“We sometimes do so much that we end up losing ourselves. We sell out our purpose, peace, and joy for the idea that we should be doing it all. Perfectly too, without even breaking a sweat.” — Zoë Kim
A few weeks ago, I visited my son at school because his class was having a party. I mingled over to chat with the room parent (who had graciously put this party together) and asked her how she was.
She looked at me with exhaustion in her eyes and said: “I’m good, but I’m so tired… three kids, after school activities, two dogs, and a home renovation… It’s overwhelming.” She went on to tell me that her family didn’t have one free day for the next month and she recently broke down in tears from all the overwhelm.
Her husband was there, and he nodded his head in agreement to everything she said. I think he was just too tired to even talk about being tired.
After she had finished telling me how she was, she asked me how many kids I had. “Four kids,” I told her, “three boys and a girl.”
“I don’t know how you do it all—you’re so calm.” she replied.
That moment presented the perfect opportunity to tell her my secret—I don’t do it all. And I don’t do it all well either. But I have certainly tried to live in the land of doing it all. And when I couldn’t, I’d beat myself up about it.
Today, it seems like everybody is exhausted. All. The. Time. What keeps us doing so much that we lose sight of the things that matters most?
Research is pointing to our inability to switch off and rest, either because of internal anxieties or those from work, by society or by all of these. Often, the stress starts with the feeling of always having to be available and be doing. The new technology that was built to bring us freedom by allowing us greater flexibility is, slowly (or not so slowly) working to destroy us from the inside out.
We’re trying to live as though we’re an iPhone—always on, always connected, with an app for whatever needs to be done. It’s no wonder we’re drained.
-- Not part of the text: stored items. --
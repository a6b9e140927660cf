//! Hosted chat-completion backend (OpenAI-compatible)

use super::http::HttpTransport;
use super::{InvokeOptions, ProviderBackend};
use crate::config::{HostedApiConfig, ProviderConfig};
use crate::error::{GenError, GenResult};
use crate::logging::log_debug;

use async_trait::async_trait;
use serde::{Deserialize, Serialize};

#[derive(Debug, Serialize)]
struct ChatMessage<'a> {
    role: &'static str,
    content: &'a str,
}

#[derive(Debug, Serialize)]
struct ChatRequest<'a> {
    model: &'a str,
    messages: Vec<ChatMessage<'a>>,
    temperature: f32,
    max_tokens: u32,
}

#[derive(Debug, Deserialize)]
struct ChatResponse {
    #[serde(default)]
    choices: Vec<ChatChoice>,
}

#[derive(Debug, Deserialize)]
struct ChatChoice {
    message: ChatReply,
}

#[derive(Debug, Deserialize)]
struct ChatReply {
    #[serde(default)]
    content: Option<String>,
}

#[derive(Debug)]
pub struct HostedApiBackend {
    http: HttpTransport,
    config: HostedApiConfig,
}

impl HostedApiBackend {
    /// # Errors
    ///
    /// Returns [`GenError::ConfigurationError`] if the API key or base URL is
    /// missing.
    pub fn new(config: HostedApiConfig) -> GenResult<Self> {
        config.validate()?;

        log_debug!(
            provider = "hosted-api",
            base_url = %config.base_url,
            model = %config.default_model,
            "Hosted API backend initialized"
        );

        Ok(Self {
            http: HttpTransport::new(),
            config,
        })
    }

    pub fn config(&self) -> &HostedApiConfig {
        &self.config
    }
}

#[async_trait]
impl ProviderBackend for HostedApiBackend {
    fn provider_name(&self) -> &'static str {
        "hosted-api"
    }

    async fn complete(&self, prompt: &str, options: &InvokeOptions) -> GenResult<String> {
        let mut messages = Vec::with_capacity(2);
        if let Some(system) = options.system_prompt.as_deref() {
            messages.push(ChatMessage {
                role: "system",
                content: system,
            });
        }
        messages.push(ChatMessage {
            role: "user",
            content: prompt,
        });

        let request = ChatRequest {
            model: &self.config.default_model,
            messages,
            temperature: options.temperature,
            max_tokens: options.max_tokens,
        };

        let body = self
            .http
            .post_json(&self.config.endpoint_url(), self.config.api_key(), &request)
            .await?;

        let parsed: ChatResponse = serde_json::from_str(&body).map_err(|e| {
            GenError::response_parsing_error(format!("Unexpected chat completion response: {e}"))
        })?;

        parsed
            .choices
            .into_iter()
            .next()
            .map(|choice| choice.message.content.unwrap_or_default())
            .ok_or_else(|| GenError::response_parsing_error("Chat completion had no choices"))
    }
}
All this virtual connecting and always doing is crushing our soul and leaving us feeling undone. The desire to do more keeps us busy doing just that—more—counting the things we do instead of doing the things that count.
The Secret to Not Doing It All
So let’s say we start saying “no” to always being connected, and always doing, and honor each other’s right to do the same?
Instead of feeling undone, let’s start leaving some things left undone. Maybe they are things we don’t need to get to—things we just need to let go of. Because sometimes, less really does mean more.
These five changes have helped me stop trying to do it all:
1. Apply minimalism.
My journey began by de-owning things—perfectly good thingsand sentimental things—but as I kept going, I could see other areas of my life that needed to be de-owned too. Applying a “minimalist” filter to my life helped me identify things that don’t need to be gotten to—things I can leave undone. Now I can pursue life without feeling like I’m carrying a truck full of cement bricks around.
2. Embrace vulnerability.
Vulnerability is the path to meaningful connection. As I choose to show up and be vulnerable and real, my desire for “doing more” dissipates. In our culture, vulnerability is seen as weakness.
But we lose sight of the fact that vulnerability is also the birthplace of belonging, joy, creativity, authenticity, and love. As I learn to lower my walls, I open myself up to the experiences that bring purpose and meaning to my life.
3. Give permission.
I gave myself permission to stop “doing it all.” And I continue to speak this over my life. This may sound simple, but maybe that’s the point. Words matter, especially the ones you speak to yourself.
Greg McKeown says: “Only once you give yourself permission to stop trying to do it all, to stop saying yes to everyone, can you make your highest contribution toward the things that really matter.”
When I’m trying to do it all, about the only thing I think of improving is my efficiency. Is that really how I want to change in my life?
4. Set boundaries.
I have chosen to leave gap time in my schedule to accommodate the innate busyness of parenting young children. I have moments of overwhelm, but I don’t live in that place anymore. Through my journey to simplify, I’ve redefined my boundaries to align with my priorities. More being, less doing. Because if I don’t prioritize my life, someone or something else will.
5. Bring balance.
By nature, I’m a helper, and I love to say “yes, let me help.” But too many yeses leave the people I love most with all the nos. I’ve learned to lower my threshold for saying no. I’ve discovered through pain and struggles that some things must be left undone. And that I can make different choices—better ones.
Finding balance in my yeses and nos carried me from the land of doing it all to the land of enough. Is a better, less harried life possible?
I think it is.
Along the way, I began to see that, “The whole point of getting things done is knowing what to leave undone.” — Oswald Chambers
What if we stopped celebrating doing it all as a measure of success and self-worth? What if instead, we celebrated togetherness, gratitude, contentment, and well-being with the people we love?
What if we stopped selling out on our purpose, peace, and joy for the idea that we should be doing it all… perfectly too, without even breaking a sweat?